>>
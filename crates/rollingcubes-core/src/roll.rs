//! The roll transform: how a die face changes when the cube tips over.
//!
//! Rolling a die along one axis cycles through a belt of four faces while
//! the two faces on the rolling axis stay put. The belts here follow a
//! standard western die (opposite faces sum to seven): rolling up or down
//! turns the belt 1-2-6-5 and leaves 3 and 4 on the sides; rolling left or
//! right turns the belt 1-3-6-4 and leaves 2 and 5 on the sides. Opposite
//! directions turn the same belt the opposite way, so a roll followed by the
//! opposite roll restores the original face, and four rolls in the same
//! direction come full circle.

use crate::{Direction, Face};

impl Face {
    /// Returns the face shown after rolling the cube one cell in
    /// `direction`.
    ///
    /// The empty cell is inert: rolling it is meaningless and returns
    /// [`Face::Empty`] unchanged. A [`Tray`](crate::Tray) never asks for it,
    /// since only die faces sit next to the empty cell.
    ///
    /// # Examples
    ///
    /// ```
    /// use rollingcubes_core::{Direction, Face};
    ///
    /// assert_eq!(Face::F1.rolled_toward(Direction::Down), Face::F2);
    /// assert_eq!(Face::F5.rolled_toward(Direction::Up), Face::F6);
    ///
    /// // 3 and 4 sit on the rolling axis of vertical rolls.
    /// assert_eq!(Face::F3.rolled_toward(Direction::Down), Face::F3);
    ///
    /// // A roll and its opposite cancel out.
    /// let face = Face::F2;
    /// assert_eq!(
    ///     face.rolled_toward(Direction::Left)
    ///         .rolled_toward(Direction::Right),
    ///     face,
    /// );
    /// ```
    #[must_use]
    pub const fn rolled_toward(self, direction: Direction) -> Self {
        match direction {
            Direction::Down => match self {
                Self::F1 => Self::F2,
                Self::F2 => Self::F6,
                Self::F6 => Self::F5,
                Self::F5 => Self::F1,
                Self::F3 | Self::F4 | Self::Empty => self,
            },
            Direction::Up => match self {
                Self::F1 => Self::F5,
                Self::F5 => Self::F6,
                Self::F6 => Self::F2,
                Self::F2 => Self::F1,
                Self::F3 | Self::F4 | Self::Empty => self,
            },
            Direction::Right => match self {
                Self::F1 => Self::F3,
                Self::F3 => Self::F6,
                Self::F6 => Self::F4,
                Self::F4 => Self::F1,
                Self::F2 | Self::F5 | Self::Empty => self,
            },
            Direction::Left => match self {
                Self::F1 => Self::F4,
                Self::F4 => Self::F6,
                Self::F6 => Self::F3,
                Self::F3 => Self::F1,
                Self::F2 | Self::F5 | Self::Empty => self,
            },
        }
    }
}

#[cfg(test)]
mod tests {
    use super::*;

    #[test]
    fn test_die_faces_stay_die_faces() {
        for face in Face::DIE {
            for direction in Direction::ALL {
                assert!(!face.rolled_toward(direction).is_empty());
            }
        }
    }

    #[test]
    fn test_four_rolls_restore_the_face() {
        for face in Face::DIE {
            for direction in Direction::ALL {
                let mut rolled = face;
                for _ in 0..4 {
                    rolled = rolled.rolled_toward(direction);
                }
                assert_eq!(rolled, face, "{face} rolled {direction} four times");
            }
        }
    }

    #[test]
    fn test_opposite_roll_is_inverse() {
        for face in Face::DIE {
            for direction in Direction::ALL {
                assert_eq!(
                    face.rolled_toward(direction)
                        .rolled_toward(direction.opposite()),
                    face,
                    "{face} rolled {direction} then back"
                );
            }
        }
    }

    #[test]
    fn test_axis_faces_are_fixed() {
        for direction in [Direction::Up, Direction::Down] {
            assert_eq!(Face::F3.rolled_toward(direction), Face::F3);
            assert_eq!(Face::F4.rolled_toward(direction), Face::F4);
        }
        for direction in [Direction::Left, Direction::Right] {
            assert_eq!(Face::F2.rolled_toward(direction), Face::F2);
            assert_eq!(Face::F5.rolled_toward(direction), Face::F5);
        }
    }

    #[test]
    fn test_belt_orders() {
        // Rolling down repeatedly walks the vertical belt.
        let mut face = Face::F1;
        let mut belt = Vec::new();
        for _ in 0..4 {
            face = face.rolled_toward(Direction::Down);
            belt.push(face);
        }
        assert_eq!(belt, [Face::F2, Face::F6, Face::F5, Face::F1]);

        // Rolling right repeatedly walks the horizontal belt.
        let mut face = Face::F1;
        let mut belt = Vec::new();
        for _ in 0..4 {
            face = face.rolled_toward(Direction::Right);
            belt.push(face);
        }
        assert_eq!(belt, [Face::F3, Face::F6, Face::F4, Face::F1]);
    }

    #[test]
    fn test_empty_is_inert() {
        for direction in Direction::ALL {
            assert_eq!(Face::Empty.rolled_toward(direction), Face::Empty);
        }
    }
}
//! Core state machine for the Rolling Cubes puzzle.
//!
//! A 3×3 tray holds eight dice and one empty cell. A cube that sits directly
//! next to the empty cell may be rolled into it; rolling moves the cube and
//! rotates its visible face the way a physical die turns when tipped over an
//! edge. The puzzle is solved when every cube shows six.
//!
//! # Overview
//!
//! The crate is organized around a few small types:
//!
//! - [`face`]: the value visible on a tray cell ([`Face`]), including the
//!   roll transform that models tipping a die in one of the four directions
//! - [`direction`]: the four roll directions and their unit deltas
//!   ([`Direction`])
//! - [`position`]: an immutable tray coordinate pair ([`Position`])
//! - [`tray`]: the mutable puzzle state ([`Tray`]) with move validation,
//!   roll execution, solved detection, and solved-state notifications
//! - [`error`]: the error types returned by construction and moves
//!
//! # Examples
//!
//! ```
//! use rollingcubes_core::Tray;
//!
//! // The default tray is one good streak away from solved.
//! let mut tray = Tray::new();
//! assert!(!tray.is_solved());
//!
//! // The empty cell starts at (0, 1); the cube below it can roll up.
//! assert!(tray.can_roll_to_empty(1, 1));
//! tray.roll_to_empty(1, 1).unwrap();
//! assert_eq!(tray.empty_position().row(), 1);
//! ```

pub mod direction;
pub mod error;
pub mod face;
pub mod position;
mod roll;
pub mod tray;

pub use self::{
    direction::Direction,
    error::{InvalidMoveError, LayoutError},
    face::Face,
    position::Position,
    tray::{INITIAL, NEAR_GOAL, Tray},
};

/// The number of rows and columns of the tray.
pub const TRAY_SIZE: usize = 3;
//! Tray cell values.

use std::fmt::{self, Display};

/// The value visible on a tray cell: either the empty cell or the top face of
/// a die, 1-6.
///
/// This enum provides type-safe representation of cell contents, preventing
/// out-of-range face values at compile time. The numeric codes match the
/// layout encoding used by [`Tray::from_layout`](crate::Tray::from_layout):
/// 0 is the empty cell, 1-6 are die faces.
///
/// # Examples
///
/// ```
/// use rollingcubes_core::Face;
///
/// let face = Face::F5;
/// assert_eq!(face.code(), 5);
///
/// // Create from a layout code
/// let face = Face::from_code(3);
/// assert_eq!(face, Some(Face::F3));
///
/// // 7 is not a die face
/// assert_eq!(Face::from_code(7), None);
/// ```
#[derive(Debug, Clone, Copy, PartialEq, Eq, PartialOrd, Ord, Hash)]
#[repr(u8)]
pub enum Face {
    /// The empty cell.
    Empty = 0,
    /// A die showing 1.
    F1 = 1,
    /// A die showing 2.
    F2 = 2,
    /// A die showing 3.
    F3 = 3,
    /// A die showing 4.
    F4 = 4,
    /// A die showing 5.
    F5 = 5,
    /// A die showing 6.
    F6 = 6,
}

impl Face {
    /// Array containing every cell value, the empty cell first, then the six
    /// die faces in numeric order.
    ///
    /// # Examples
    ///
    /// ```
    /// use rollingcubes_core::Face;
    ///
    /// assert_eq!(Face::ALL.len(), 7);
    /// assert_eq!(Face::ALL[0], Face::Empty);
    /// assert_eq!(Face::ALL[6], Face::F6);
    /// ```
    pub const ALL: [Self; 7] = [
        Self::Empty,
        Self::F1,
        Self::F2,
        Self::F3,
        Self::F4,
        Self::F5,
        Self::F6,
    ];

    /// Array containing the six die faces, without the empty cell.
    ///
    /// Useful for iterating over the faces a cube can actually show.
    pub const DIE: [Self; 6] = [Self::F1, Self::F2, Self::F3, Self::F4, Self::F5, Self::F6];

    /// Creates a cell value from its layout code.
    ///
    /// Returns `None` if `code` is not in the range 0-6.
    ///
    /// # Examples
    ///
    /// ```
    /// use rollingcubes_core::Face;
    ///
    /// assert_eq!(Face::from_code(0), Some(Face::Empty));
    /// assert_eq!(Face::from_code(6), Some(Face::F6));
    /// assert_eq!(Face::from_code(7), None);
    /// ```
    #[must_use]
    pub const fn from_code(code: u8) -> Option<Self> {
        match code {
            0 => Some(Self::Empty),
            1 => Some(Self::F1),
            2 => Some(Self::F2),
            3 => Some(Self::F3),
            4 => Some(Self::F4),
            5 => Some(Self::F5),
            6 => Some(Self::F6),
            _ => None,
        }
    }

    /// Returns the layout code of this cell value (0 for the empty cell,
    /// 1-6 for die faces).
    ///
    /// # Examples
    ///
    /// ```
    /// use rollingcubes_core::Face;
    ///
    /// assert_eq!(Face::Empty.code(), 0);
    /// assert_eq!(Face::F4.code(), 4);
    /// ```
    #[must_use]
    pub const fn code(self) -> u8 {
        self as u8
    }

    /// Returns `true` if this is the empty cell.
    #[must_use]
    pub const fn is_empty(self) -> bool {
        matches!(self, Self::Empty)
    }
}

impl Display for Face {
    fn fmt(&self, f: &mut fmt::Formatter<'_>) -> fmt::Result {
        Display::fmt(&self.code(), f)
    }
}

impl From<Face> for u8 {
    fn from(face: Face) -> u8 {
        face.code()
    }
}

#[cfg(test)]
mod tests {
    use super::*;

    #[test]
    fn test_code_round_trip() {
        for face in Face::ALL {
            assert_eq!(Face::from_code(face.code()), Some(face));
        }
        assert_eq!(Face::from_code(7), None);
        assert_eq!(Face::from_code(255), None);
    }

    #[test]
    fn test_die_excludes_empty() {
        assert_eq!(Face::DIE.len(), 6);
        assert!(Face::DIE.iter().all(|face| !face.is_empty()));
        assert!(Face::Empty.is_empty());
    }

    #[test]
    fn test_display_renders_code() {
        assert_eq!(format!("{}", Face::Empty), "0");
        assert_eq!(format!("{}", Face::F6), "6");
    }

    #[test]
    fn test_u8_conversion() {
        let code: u8 = Face::F2.into();
        assert_eq!(code, 2);
    }
}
<<
Reproduce every line above containing "showing".

    /// A die showing 1.
    /// A die showing 2.
    /// A die showing 3.
    /// A die showing 4.
    /// A die showing 5.
    /// A die showing 6.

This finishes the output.